**Required work:** Transcribe word for word the lines below from the line with "filename src/core/domain.rs" through the line with "#[derive(Debug, PartialEq, Clone)]", ends included.

───── Material provided

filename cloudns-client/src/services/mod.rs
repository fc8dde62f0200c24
//! Typed wrappers over individual API endpoints
//!
//! Services borrow the client and add no behavior of their own beyond
//! building parameters and decoding responses.

mod account;
mod record;
mod utility;
mod zone;

use std::sync::LazyLock;

use regex::Regex;
use serde::de::DeserializeOwned;
use serde_json::Value;

use crate::error::{ClouDnsError, Result};
use crate::types::value_as_u64;

pub use account::AccountService;
pub use record::RecordService;
pub use utility::UtilityService;
pub use zone::ZoneService;

static BRACKETED_ID_RE: LazyLock<Option<Regex>> = LazyLock::new(|| Regex::new(r"\[(\d+)\]").ok());

/// Extracts the first bracketed numeric id from a status description,
/// e.g. `"The record was added successfully [123456]"` → `123456`.
pub fn extract_bracketed_id(description: &str) -> Option<u64> {
    BRACKETED_ID_RE
        .as_ref()?
        .captures(description)?
        .get(1)?
        .as_str()
        .parse()
        .ok()
}

fn decode<T: DeserializeOwned>(value: Value) -> Result<T> {
    serde_json::from_value(value)
        .map_err(|e| ClouDnsError::generic(format!("Failed to decode response: {e}")))
}

/// Items of a list response.
///
/// ClouDNS returns either a JSON array or an object whose numeric keys hold
/// the items next to metadata such as `page` / `pages`. Numeric keys are
/// returned in numeric order.
fn numeric_entries<T: DeserializeOwned>(response: &Value) -> Result<Vec<T>> {
    match response {
        Value::Array(items) => items
            .iter()
            .filter(|v| v.is_object())
            .map(|v| decode(v.clone()))
            .collect(),
        Value::Object(map) => {
            let mut entries: Vec<(u64, &Value)> = map
                .iter()
                .filter(|(_, v)| v.is_object())
                .filter_map(|(k, v)| k.parse::<u64>().ok().map(|n| (n, v)))
                .collect();
            entries.sort_by_key(|(n, _)| *n);
            entries.into_iter().map(|(_, v)| decode(v.clone())).collect()
        }
        _ => Ok(Vec::new()),
    }
}

/// Numeric field of a response object, falling back to `default`.
fn field_u32(response: &Value, key: &str, default: u32) -> u32 {
    response
        .get(key)
        .and_then(value_as_u64)
        .and_then(|n| u32::try_from(n).ok())
        .unwrap_or(default)
}
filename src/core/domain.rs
pub const MIN_YEAR: i32 = 1800;
pub const MAX_YEAR: i32 = 2100;

// Identifiable defines the key a catalog record is addressed by
pub trait Identifiable {
    fn id(&self) -> String;
}

// Configuration abstracts config options for a catalog session
#[derive(Debug, PartialEq, Clone)]
pub struct Configuration {
    pub branch_id: String,
    pub min_year: i32,
    pub max_year: i32,
    pub publish_events: bool,
}

impl Configuration {
    pub fn new(branch_id: &str) -> Self {
        Configuration {
            branch_id: branch_id.to_string(),
            min_year: MIN_YEAR,
            max_year: MAX_YEAR,
            publish_events: true,
        }
    }

    pub fn with_publish_events(mut self, publish_events: bool) -> Self {
        self.publish_events = publish_events;
        self
    }

    pub fn accepts_year(&self, year: i32) -> bool {
        (self.min_year..=self.max_year).contains(&year)
    }
}
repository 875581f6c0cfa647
pub mod publisher;
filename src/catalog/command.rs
pub mod add_book_cmd;
pub mod list_books_cmd;
pub mod remove_book_cmd;
pub mod search_books_cmd;
pub mod update_book_cmd;
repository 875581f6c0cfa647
// Repository abstracts an ordered, in-memory collection of entities addressed by
// a non-unique key. Entities keep insertion order and no operation fails.
pub trait Repository<Entity> {
    // append an entity
    fn create(&mut self, entity: Entity);

    // overwrite the first entity stored under key, true if one matched
    fn update(&mut self, key: &str, entity: Entity) -> bool;

    // first entity stored under key
    fn get(&self, key: &str) -> Option<&Entity>;

    // remove every entity stored under key and return how many went
    fn delete(&mut self, key: &str) -> usize;

    // all entities in current order
    fn list(&self) -> &[Entity];

    fn len(&self) -> usize {
        self.list().len()
    }

    fn is_empty(&self) -> bool {
        self.list().is_empty()
    }
}
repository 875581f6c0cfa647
pub mod books;
pub mod catalog;
pub mod core;
pub mod gateway;
pub mod utils;
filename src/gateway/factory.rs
use crate::gateway::events::{EventPublisher, NoopPublisher};
use crate::gateway::GatewayPublisherVia;
use crate::gateway::logs::publisher::LogPublisher;

pub fn create_publisher(via: GatewayPublisherVia, branch_id: &str) -> Box<dyn EventPublisher> {
    match via {
        GatewayPublisherVia::Logs => {
            Box::new(LogPublisher::new(branch_id))
        }
        GatewayPublisherVia::Disabled => {
            Box::new(NoopPublisher)
        }
    }
}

──────────

**Result of the task:**
filename src/core/domain.rs
pub const MIN_YEAR: i32 = 1800;
pub const MAX_YEAR: i32 = 2100;

// Identifiable defines the key a catalog record is addressed by
pub trait Identifiable {
    fn id(&self) -> String;
}

// Configuration abstracts config options for a catalog session
#[derive(Debug, PartialEq, Clone)]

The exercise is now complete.